Python Hash Heap Implementation


  • 5

    Apparently, we need a data structure which supports both Insert and Remove operation in O(log K) time and supports getMin operation in O(1) or O(log K) time.

    The Data Structure we could choose may be Balanced BST or Hash Heap. But there is no such implemented data structure in Python. Here is my implementation of Hash Heap in Python. Then, with this data structure, this problem could be easily solved just as LeetCode 295 Find Median from Data Stream.

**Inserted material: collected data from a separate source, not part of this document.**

//! Work-item contract consumed by the runtime, plus task classification enums.

use std::fmt;

use chrono::{DateTime, Utc};
use serde::{Deserialize, Serialize};
use serde_json::{Map, Value};
use uuid::Uuid;

use crate::{Error, Result};

/// Scheduling priority attached to a work item.
#[derive(Debug, Clone, Copy, Default, PartialEq, Eq, PartialOrd, Ord, Hash, Serialize, Deserialize)]
#[serde(rename_all = "snake_case")]
pub enum TaskPriority {
    /// Can be deferred.
    Low,
    /// Standard processing.
    #[default]
    Normal,
    /// Expedited processing.
    High,
    /// Immediate processing required.
    Critical,
}

impl TaskPriority {
    /// Returns `true` when `self` outranks `other`.
    #[must_use]
    pub fn is_higher_than(self, other: Self) -> bool {
        self > other
    }

    /// Human-readable description of the priority level.
    #[must_use]
    pub const fn description(self) -> &'static str {
        match self {
            Self::Low => "can be deferred",
            Self::Normal => "standard processing",
            Self::High => "expedited processing",
            Self::Critical => "immediate processing required",
        }
    }
}

/// Complexity classification used for resource planning.
#[derive(Debug, Clone, Copy, Default, PartialEq, Eq, PartialOrd, Ord, Hash, Serialize, Deserialize)]
#[serde(rename_all = "snake_case")]
pub enum TaskSize {
    /// Quick completion, minimal resources.
    Small,
    /// Moderate complexity.
    #[default]
    Medium,
    /// Complex processing.
    Large,
    /// Extensive processing; usually worth splitting.
    ExtraLarge,
}

impl TaskSize {
    /// Returns `true` when `self` is a larger class than `other`.
    #[must_use]
    pub fn is_larger_than(self, other: Self) -> bool {
        self > other
    }

    /// Returns `true` for classes that callers should consider splitting.
    #[must_use]
    pub const fn should_consider_splitting(self) -> bool {
        matches!(self, Self::Large | Self::ExtraLarge)
    }

    /// Relative processing weight: 1, 2, 4, 8.
    #[must_use]
    pub const fn processing_weight(self) -> u32 {
        match self {
            Self::Small => 1,
            Self::Medium => 2,
            Self::Large => 4,
            Self::ExtraLarge => 8,
        }
    }
}

/// Processing status of an individual task.
#[derive(Debug, Clone, Copy, Default, PartialEq, Eq, Hash, Serialize, Deserialize)]
#[serde(rename_all = "snake_case")]
pub enum TaskStatus {
    /// Created but not yet assigned.
    #[default]
    Created,
    /// Assigned to an agent.
    Assigned,
    /// Currently being processed.
    Processing,
    /// Finished successfully.
    Completed,
    /// Processing failed.
    Failed,
    /// Cancelled before completion.
    Cancelled,
}

impl TaskStatus {
    /// Returns `true` once no further status change is possible.
    #[must_use]
    pub const fn is_terminal(self) -> bool {
        matches!(self, Self::Completed | Self::Failed | Self::Cancelled)
    }

    /// Returns `true` while the task is being processed.
    #[must_use]
    pub const fn is_active(self) -> bool {
        matches!(self, Self::Processing)
    }

    /// Returns `true` before processing has begun.
    #[must_use]
    pub const fn is_pending(self) -> bool {
        matches!(self, Self::Created | Self::Assigned)
    }

    /// Returns `true` when the status table allows moving from `self` to `target`.
    #[must_use]
    pub const fn can_transition_to(self, target: Self) -> bool {
        matches!(
            (self, target),
            (Self::Created, Self::Assigned | Self::Cancelled)
                | (Self::Assigned, Self::Processing | Self::Cancelled)
                | (
                    Self::Processing,
                    Self::Completed | Self::Failed | Self::Cancelled
                )
        )
    }
}

/// Anything an agent can be asked to process.
///
/// The runtime treats work items as opaque payloads: it only reads the
/// classification accessors for metrics and the textual description for the
/// execution history.
pub trait WorkItem: fmt::Display + Send + Sync + 'static {
    /// Scheduling priority; defaults to [`TaskPriority::Normal`].
    fn priority(&self) -> TaskPriority {
        TaskPriority::default()
    }

    /// Size classification; defaults to [`TaskSize::Medium`].
    fn size(&self) -> TaskSize {
        TaskSize::default()
    }

    /// Approximate input size in caller-defined units.
    fn input_size(&self) -> u64 {
        0
    }

    /// Text recorded in the execution history.
    fn describe(&self) -> String {
        self.to_string()
    }
}

/// General purpose work item carrying a description and free-form metadata.
#[derive(Debug, Clone, PartialEq, Serialize, Deserialize)]
pub struct BasicTask {
    id: Uuid,
    created_at: DateTime<Utc>,
    description: String,
    #[serde(default)]
    priority: TaskPriority,
    #[serde(default)]
    size: TaskSize,
    #[serde(default)]
    status: TaskStatus,
    #[serde(default, skip_serializing_if = "Map::is_empty")]
    metadata: Map<String, Value>,
}

impl BasicTask {
    /// Creates a task with default priority and size.
    #[must_use]
    pub fn new(description: impl Into<String>) -> Self {
        Self {
            id: Uuid::new_v4(),
            created_at: Utc::now(),
            description: description.into(),
            priority: TaskPriority::default(),
            size: TaskSize::default(),
            status: TaskStatus::default(),
            metadata: Map::new(),
        }
    }

    /// Sets the priority.
    #[must_use]
    pub fn with_priority(mut self, priority: TaskPriority) -> Self {
        self.priority = priority;
        self
    }

    /// Sets the size classification.
    #[must_use]
    pub fn with_size(mut self, size: TaskSize) -> Self {
        self.size = size;
        self
    }

    /// Attaches a metadata value.
    #[must_use]
    pub fn with_metadata(mut self, key: impl Into<String>, value: Value) -> Self {
        self.metadata.insert(key.into(), value);
        self
    }

    /// Returns the task identifier.
    #[must_use]
    pub const fn id(&self) -> Uuid {
        self.id
    }

    /// Returns the creation timestamp.
    #[must_use]
    pub const fn created_at(&self) -> DateTime<Utc> {
        self.created_at
    }

    /// Returns the description.
    #[must_use]
    pub fn description(&self) -> &str {
        &self.description
    }

    /// Returns the current status.
    #[must_use]
    pub const fn status(&self) -> TaskStatus {
        self.status
    }

    /// Returns the metadata map.
    #[must_use]
    pub fn metadata(&self) -> &Map<String, Value> {
        &self.metadata
    }

    /// Moves the task to `next`.
    ///
    /// # Errors
    ///
    /// Returns [`Error::InvalidTaskStatus`] when the status table forbids the move.
    pub fn advance(&mut self, next: TaskStatus) -> Result<TaskStatus> {
        if !self.status.can_transition_to(next) {
            return Err(Error::InvalidTaskStatus {
                from: self.status,
                to: next,
            });
        }
        self.status = next;
        Ok(next)
    }
}

impl fmt::Display for BasicTask {
    fn fmt(&self, f: &mut fmt::Formatter<'_>) -> fmt::Result {
        f.write_str(&self.description)
    }
}

impl WorkItem for BasicTask {
    fn priority(&self) -> TaskPriority {
        self.priority
    }

    fn size(&self) -> TaskSize {
        self.size
    }

    fn input_size(&self) -> u64 {
        self.description.len() as u64
    }
}
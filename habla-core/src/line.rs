//! Line-level language decision

use crate::classifier::{Classification, Classifier};
use crate::language::Language;
use crate::text::has_spanish_marker;
use serde::Serialize;
use std::sync::Arc;

/// Confidence threshold used by the `is_*` conveniences
pub const DEFAULT_LANGUAGE_THRESHOLD: f64 = 0.7;

/// A sentence line with its dominant language
#[derive(Debug, Clone, PartialEq, Serialize)]
pub struct LineAnnotation {
    pub text: String,
    pub language: Language,
    /// Normalized confidence in [0, 1]; 0.0 when the language is a fallback
    pub confidence: f64,
}

/// Decides a line's dominant language.
///
/// Spanish diacritics or inverted marks settle the line at full confidence.
/// Otherwise the classifier decides; if it cannot, the hint (or the default
/// language) is used with zero confidence.
#[derive(Debug, Clone)]
pub struct LineClassifier {
    classifier: Arc<Classifier>,
    default_language: Language,
}

impl LineClassifier {
    pub fn new(classifier: Arc<Classifier>, default_language: Language) -> Self {
        Self {
            classifier,
            default_language,
        }
    }

    pub fn classify(&self, line: &str) -> (Language, f64) {
        self.classify_with_hint(line, None)
    }

    pub fn classify_with_hint(&self, line: &str, hint: Option<Language>) -> (Language, f64) {
        if has_spanish_marker(line) {
            return (Language::Spanish, 1.0);
        }

        match self.classifier.detect(line) {
            Classification::Accepted {
                language,
                confidence,
            } => (language, confidence),
            Classification::Abstained => (hint.unwrap_or(self.default_language), 0.0),
        }
    }

    pub fn annotate(&self, line: &str) -> LineAnnotation {
        let (language, confidence) = self.classify(line);
        LineAnnotation {
            text: line.to_string(),
            language,
            confidence,
        }
    }

    /// Whether `text` is Spanish with at least `threshold` confidence
    pub fn is_spanish(&self, text: &str, threshold: f64) -> bool {
        self.is_language(text, Language::Spanish, threshold)
    }

    /// Whether `text` is English with at least `threshold` confidence
    pub fn is_english(&self, text: &str, threshold: f64) -> bool {
        self.is_language(text, Language::English, threshold)
    }

    fn is_language(&self, text: &str, language: Language, threshold: f64) -> bool {
        let (detected, confidence) = self.classify(text);
        detected == language && confidence >= threshold
    }
}
//! Spanish and English stopword sets
//!
//! The built-in sets are embedded TOML lists parsed once per process. A
//! [`Stopwords`] value is read-only after construction and shared freely
//! across threads.

use crate::error::{Error, Result};
use crate::language::Language;
use serde::Deserialize;
use std::collections::HashSet;
use std::sync::OnceLock;

static BUILTIN: OnceLock<std::result::Result<Stopwords, String>> = OnceLock::new();

const SPANISH_TOML: &str = include_str!("../configs/stopwords/spanish.toml");
const ENGLISH_TOML: &str = include_str!("../configs/stopwords/english.toml");

#[derive(Debug, Deserialize)]
struct StopwordFile {
    metadata: Metadata,
    lexicon: Lexicon,
}

#[derive(Debug, Deserialize)]
struct Metadata {
    code: String,
}

#[derive(Debug, Deserialize)]
struct Lexicon {
    words: Vec<String>,
}

/// Stopword sets for both supported languages
#[derive(Debug, Clone, Default)]
pub struct Stopwords {
    spanish: HashSet<String>,
    english: HashSet<String>,
}

impl Stopwords {
    /// Build from explicit word lists; words are lowercased
    pub fn new<S, E>(spanish: S, english: E) -> Self
    where
        S: IntoIterator,
        S::Item: AsRef<str>,
        E: IntoIterator,
        E::Item: AsRef<str>,
    {
        Self {
            spanish: spanish.into_iter().map(|w| w.as_ref().to_lowercase()).collect(),
            english: english.into_iter().map(|w| w.as_ref().to_lowercase()).collect(),
        }
    }

    /// The embedded stopword lists
    pub fn builtin() -> Result<&'static Stopwords> {
        BUILTIN
            .get_or_init(|| Self::from_toml(SPANISH_TOML, ENGLISH_TOML).map_err(|e| e.to_string()))
            .as_ref()
            .map_err(|e| Error::Configuration(e.clone()))
    }

    /// Parse Spanish and English stopword files
    pub fn from_toml(spanish: &str, english: &str) -> Result<Self> {
        let spanish = parse_list(Language::Spanish, spanish)?;
        let english = parse_list(Language::English, english)?;
        Ok(Self::new(spanish, english))
    }

    /// Whether `word` is a stopword of `language`
    pub fn contains(&self, language: Language, word: &str) -> bool {
        let word = word.to_lowercase();
        match language {
            Language::Spanish => self.spanish.contains(&word),
            Language::English => self.english.contains(&word),
        }
    }

    /// Language whose stopword list holds `word`, Spanish checked first
    pub fn language_of(&self, word: &str) -> Option<Language> {
        Language::ALL
            .into_iter()
            .find(|language| self.contains(*language, word))
    }

    /// Number of stopwords for a language
    pub fn len(&self, language: Language) -> usize {
        match language {
            Language::Spanish => self.spanish.len(),
            Language::English => self.english.len(),
        }
    }

    /// Whether both sets are empty
    pub fn is_empty(&self) -> bool {
        self.spanish.is_empty() && self.english.is_empty()
    }
}

fn parse_list(language: Language, content: &str) -> Result<Vec<String>> {
    let file: StopwordFile = toml::from_str(content)?;
    if file.metadata.code != language.code() {
        return Err(Error::Configuration(format!(
            "stopword list code mismatch: expected {}, got {}",
            language.code(),
            file.metadata.code
        )));
    }
    Ok(file.lexicon.words)
}
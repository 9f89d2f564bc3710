//! Abbreviation trie used to suppress false sentence boundaries
//!
//! Abbreviations are stored without their final period and matched
//! case-insensitively against whole words, so `Sra.` and `SRA.` both hit the
//! `sra` entry.

use std::collections::HashMap;

/// Trie node for abbreviation lookup
#[derive(Debug, Clone, Default)]
struct TrieNode {
    /// Child nodes indexed by character
    children: HashMap<char, TrieNode>,
    /// Whether this node represents the end of an abbreviation
    is_end: bool,
    /// Category of the abbreviation (if this is an end node)
    category: Option<String>,
}

/// Trie of known abbreviations, shared by every language loaded into a segmenter
#[derive(Debug, Clone, Default)]
pub struct AbbreviationTrie {
    root: TrieNode,
    len: usize,
}

impl AbbreviationTrie {
    /// Create an empty trie
    pub fn new() -> Self {
        Self::default()
    }

    /// Build from configuration categories
    pub fn from_categories<'a, I>(categories: I) -> Self
    where
        I: IntoIterator<Item = (&'a String, &'a Vec<String>)>,
    {
        let mut trie = Self::new();
        for (category, abbreviations) in categories {
            for abbr in abbreviations {
                trie.insert(abbr, Some(category.clone()));
            }
        }
        trie
    }

    /// Number of distinct abbreviations stored
    pub fn len(&self) -> usize {
        self.len
    }

    /// Check if the trie contains no abbreviations
    pub fn is_empty(&self) -> bool {
        self.len == 0
    }

    /// Insert an abbreviation; a trailing period is ignored
    pub fn insert(&mut self, abbreviation: &str, category: Option<String>) {
        let abbreviation = abbreviation.trim_end_matches('.');
        if abbreviation.is_empty() {
            return;
        }

        let mut current = &mut self.root;
        for ch in abbreviation.chars().flat_map(char::to_lowercase) {
            current = current.children.entry(ch).or_default();
        }

        if !current.is_end {
            self.len += 1;
        }
        current.is_end = true;
        current.category = category;
    }

    /// Look up a whole word, returning its category when it is an abbreviation
    pub fn lookup(&self, word: &str) -> Option<Option<&str>> {
        let mut current = &self.root;
        for ch in word.chars().flat_map(char::to_lowercase) {
            current = current.children.get(&ch)?;
        }

        current.is_end.then(|| current.category.as_deref())
    }

    /// Check whether `word` (without its final period) is an abbreviation
    pub fn contains(&self, word: &str) -> bool {
        self.lookup(word).is_some()
    }
}
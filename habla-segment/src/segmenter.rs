//! Sentence boundary detection for mixed Spanish/English prose
//!
//! Boundaries are found by scanning for runs of terminator characters. A run
//! closes a sentence when it is followed by whitespace (or the end of the
//! text) and the next sentence does not start in lowercase. A lone period is
//! additionally checked against the abbreviation trie and single-letter
//! initials so that `Sr. García` or `J. R. R. Tolkien` stay on one line.

use crate::abbreviation::AbbreviationTrie;
use crate::config::{get_language_config, LanguageConfig};
use crate::error::Result;

/// Language codes merged by [`SentenceSegmenter::new`]
pub const DEFAULT_LANGUAGES: [&str; 2] = ["es", "en"];

/// Splits raw text into trimmed, non-empty sentence lines
#[derive(Debug, Clone)]
pub struct SentenceSegmenter {
    terminators: Vec<char>,
    openers: Vec<char>,
    closers: Vec<char>,
    abbreviations: AbbreviationTrie,
}

impl SentenceSegmenter {
    /// Create a segmenter with the union of the Spanish and English rules
    pub fn new() -> Result<Self> {
        Self::for_languages(&DEFAULT_LANGUAGES)
    }

    /// Create a segmenter merging the embedded rules of the given languages
    pub fn for_languages(codes: &[&str]) -> Result<Self> {
        let configs = codes
            .iter()
            .map(|code| get_language_config(code))
            .collect::<Result<Vec<_>>>()?;
        Ok(Self::from_configs(configs))
    }

    /// Build a segmenter from already-parsed language rules
    pub fn from_configs<'a, I>(configs: I) -> Self
    where
        I: IntoIterator<Item = &'a LanguageConfig>,
    {
        let configs: Vec<&LanguageConfig> = configs.into_iter().collect();
        let mut segmenter = Self {
            terminators: Vec::new(),
            openers: Vec::new(),
            closers: Vec::new(),
            abbreviations: AbbreviationTrie::from_categories(
                configs
                    .iter()
                    .flat_map(|config| &config.abbreviations.categories),
            ),
        };

        for config in &configs {
            extend_unique(&mut segmenter.terminators, &config.terminators.chars);
            extend_unique(&mut segmenter.openers, &config.terminators.inverted);
            for pair in &config.enclosures.pairs {
                extend_unique(&mut segmenter.openers, &[pair.open]);
                extend_unique(&mut segmenter.closers, &[pair.close]);
            }
        }

        segmenter
    }

    /// Abbreviations known to this segmenter
    pub fn abbreviations(&self) -> &AbbreviationTrie {
        &self.abbreviations
    }

    /// Split text into sentence lines.
    ///
    /// Newlines are replaced with spaces first so that hard-wrapped paragraphs
    /// do not break mid-sentence. Every returned line is trimmed and non-empty.
    pub fn split(&self, text: &str) -> Vec<String> {
        let normalized: String = text
            .chars()
            .map(|c| if c == '\n' || c == '\r' { ' ' } else { c })
            .collect();

        let mut lines = Vec::new();
        let mut start = 0;
        for end in self.boundaries(&normalized) {
            push_line(&mut lines, &normalized[start..end]);
            start = end;
        }
        push_line(&mut lines, &normalized[start..]);

        log::trace!("segmented {} bytes into {} lines", text.len(), lines.len());
        lines
    }

    /// Byte offsets where sentences end, in ascending order
    pub fn boundaries(&self, text: &str) -> Vec<usize> {
        let chars: Vec<(usize, char)> = text.char_indices().collect();
        let mut boundaries = Vec::new();
        let mut i = 0;

        while i < chars.len() {
            if !self.is_terminator(chars[i].1) {
                i += 1;
                continue;
            }

            let run_start = i;
            let mut j = i;
            while j < chars.len() && self.is_terminator(chars[j].1) {
                j += 1;
            }
            let run_end = j;
            while j < chars.len() && self.closers.contains(&chars[j].1) {
                j += 1;
            }

            if self.is_boundary(&chars, run_start, run_end, j) {
                boundaries.push(chars.get(j).map_or(text.len(), |(offset, _)| *offset));
            }
            i = j;
        }

        boundaries
    }

    fn is_terminator(&self, ch: char) -> bool {
        self.terminators.contains(&ch)
    }

    fn is_boundary(&self, chars: &[(usize, char)], run_start: usize, run_end: usize, after: usize) -> bool {
        match chars.get(after) {
            None => return true,
            Some((_, next)) if !next.is_whitespace() => return false,
            Some(_) => {}
        }

        let next_visible = chars[after..].iter().map(|(_, c)| *c).find(|c| !c.is_whitespace());
        match next_visible {
            None => return true,
            Some(c) if c.is_lowercase() => return false,
            Some(_) => {}
        }

        let single_period = run_end - run_start == 1 && chars[run_start].1 == '.';
        if !single_period {
            return true;
        }

        let word = self.word_before(chars, run_start);
        if word.is_empty() {
            return true;
        }

        let mut letters = word.chars();
        let is_initial = matches!((letters.next(), letters.next()), (Some(c), None) if c.is_alphabetic());
        !(is_initial || self.abbreviations.contains(&word))
    }

    fn word_before(&self, chars: &[(usize, char)], end: usize) -> String {
        let start = chars[..end]
            .iter()
            .rposition(|(_, c)| c.is_whitespace())
            .map_or(0, |p| p + 1);

        chars[start..end]
            .iter()
            .map(|(_, c)| *c)
            .skip_while(|c| self.openers.contains(c))
            .collect()
    }
}

fn extend_unique(target: &mut Vec<char>, chars: &[char]) {
    for &ch in chars {
        if !target.contains(&ch) {
            target.push(ch);
        }
    }
}

fn push_line(lines: &mut Vec<String>, slice: &str) {
    let line = slice.trim();
    if !line.is_empty() {
        lines.push(line.to_string());
    }
}
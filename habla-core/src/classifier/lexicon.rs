//! Deterministic stopword-count model

use super::{LanguageModel, RawScore};
use crate::language::Language;
use crate::lexicon::Stopwords;
use crate::text::has_spanish_marker;
use std::sync::Arc;

/// Raw score contributed by each net stopword hit
pub const SCORE_PER_HIT: f64 = 1.5;

/// Scores text by how many Spanish versus English stopwords it contains.
///
/// Words carrying a Spanish diacritic count as Spanish hits. A tie (including
/// no hits at all) yields no result.
#[derive(Debug, Clone)]
pub struct LexiconModel {
    stopwords: Arc<Stopwords>,
}

impl LexiconModel {
    pub fn new(stopwords: Arc<Stopwords>) -> Self {
        Self { stopwords }
    }
}

impl LanguageModel for LexiconModel {
    fn score(&self, text: &str) -> Option<RawScore> {
        let mut net: i64 = 0;
        for word in text
            .split(|c: char| !(c.is_alphanumeric() || c == '\''))
            .filter(|w| !w.is_empty())
        {
            if self.stopwords.contains(Language::Spanish, word) || has_spanish_marker(word) {
                net += 1;
            }
            if self.stopwords.contains(Language::English, word) {
                net -= 1;
            }
        }

        let language = match net {
            0 => return None,
            n if n > 0 => Language::Spanish,
            _ => Language::English,
        };

        Some(RawScore {
            language,
            score: SCORE_PER_HIT * net.unsigned_abs() as f64,
        })
    }

    fn name(&self) -> &str {
        "lexicon"
    }
}
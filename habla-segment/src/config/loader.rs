use super::types::LanguageConfig;
use crate::error::SegmentError;
use std::collections::HashMap;
use std::sync::OnceLock;

static LANGUAGE_CONFIGS: OnceLock<Result<HashMap<String, LanguageConfig>, String>> =
    OnceLock::new();

macro_rules! embed_language_config {
    ($code:expr, $path:expr) => {
        ($code, include_str!($path))
    };
}

fn load_embedded_configs() -> Result<HashMap<String, LanguageConfig>, SegmentError> {
    let mut configs = HashMap::new();

    let embedded_configs = [
        embed_language_config!("es", "../../configs/languages/spanish.toml"),
        embed_language_config!("en", "../../configs/languages/english.toml"),
    ];

    for (code, toml_content) in embedded_configs {
        let config = parse_language_config(code, toml_content)?;
        configs.insert(code.to_string(), config);
    }

    Ok(configs)
}

/// Parse a language rule file and check that its code matches `code`
pub fn parse_language_config(code: &str, toml_content: &str) -> Result<LanguageConfig, SegmentError> {
    let config: LanguageConfig = toml::from_str(toml_content).map_err(|e| {
        SegmentError::ConfigurationError(format!("Failed to parse {code} config: {e}"))
    })?;

    if config.metadata.code != code {
        return Err(SegmentError::ConfigurationError(format!(
            "Config code mismatch: expected {}, got {}",
            code, config.metadata.code
        )));
    }

    Ok(config)
}

fn embedded_configs() -> Result<&'static HashMap<String, LanguageConfig>, SegmentError> {
    LANGUAGE_CONFIGS
        .get_or_init(|| load_embedded_configs().map_err(|e| e.to_string()))
        .as_ref()
        .map_err(|e| SegmentError::ConfigurationError(e.clone()))
}

pub fn get_language_config(code: &str) -> Result<&'static LanguageConfig, SegmentError> {
    embedded_configs()?
        .get(code)
        .ok_or_else(|| SegmentError::UnsupportedLanguage(code.to_string()))
}

pub fn list_available_languages() -> Vec<&'static str> {
    embedded_configs()
        .map(|configs| configs.keys().map(|s| s.as_str()).collect())
        .unwrap_or_default()
}
//! Sentence segmentation and word tokenization for bilingual text
//!
//! This crate is the first stage of the habla pipeline. It turns a block of
//! raw Spanish/English prose into sentence lines and each line into raw word
//! tokens, leaving language decisions to `habla-core`.
//!
//! Segmentation rules (terminators, enclosure pairs, abbreviations) are
//! embedded TOML files, one per language, parsed once per process.
//!
//! # Example
//!
//! ```rust
//! use habla_segment::{SentenceSegmenter, WordTokenizer};
//!
//! let segmenter = SentenceSegmenter::new().unwrap();
//! let lines = segmenter.split("Hola, Sr. Pérez. How are you?");
//! assert_eq!(lines, vec!["Hola, Sr. Pérez.", "How are you?"]);
//!
//! let tokens = WordTokenizer::new().tokenize(&lines[1]);
//! assert_eq!(tokens, vec!["How", "are", "you", "?"]);
//! ```

pub mod abbreviation;
pub mod config;
pub mod error;
pub mod segmenter;
pub mod tokenizer;

pub use abbreviation::AbbreviationTrie;
pub use error::{Result, SegmentError};
pub use segmenter::SentenceSegmenter;
pub use tokenizer::WordTokenizer;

    The Chinese version on my blog

    # This is the Python implementation of Hash Heap based on the list implementation 
    # of binary heap. The difference between Hash Heap and Binary Heap is that Hash
    # Heap supports the `heapRemove` operation in O(log n) time and can check whether
    # certain element is in the Hash Heap or not in O(1) time.
    # 
    # Basic automatic tests are given in `pushpopTest()` and `removeTest()`.
    # Note: It may takes about 10 seconds to run both test functions.
    
    # import random module for test use.
    import random
    
    class HeapNode(object):
        """
        The node in the HashHeap to deal with duplicates.
        Each node store the value of each element and the number of duplicates
        with the same value.
        """
        def __init__(self, val, cnt):
            self.val = val
            self.cnt = cnt
    
        def __cmp__(self, other):
            return self.val - other.val
    
        def __str__(self):
            return "[%s, %d]" % (self.val, self.cnt)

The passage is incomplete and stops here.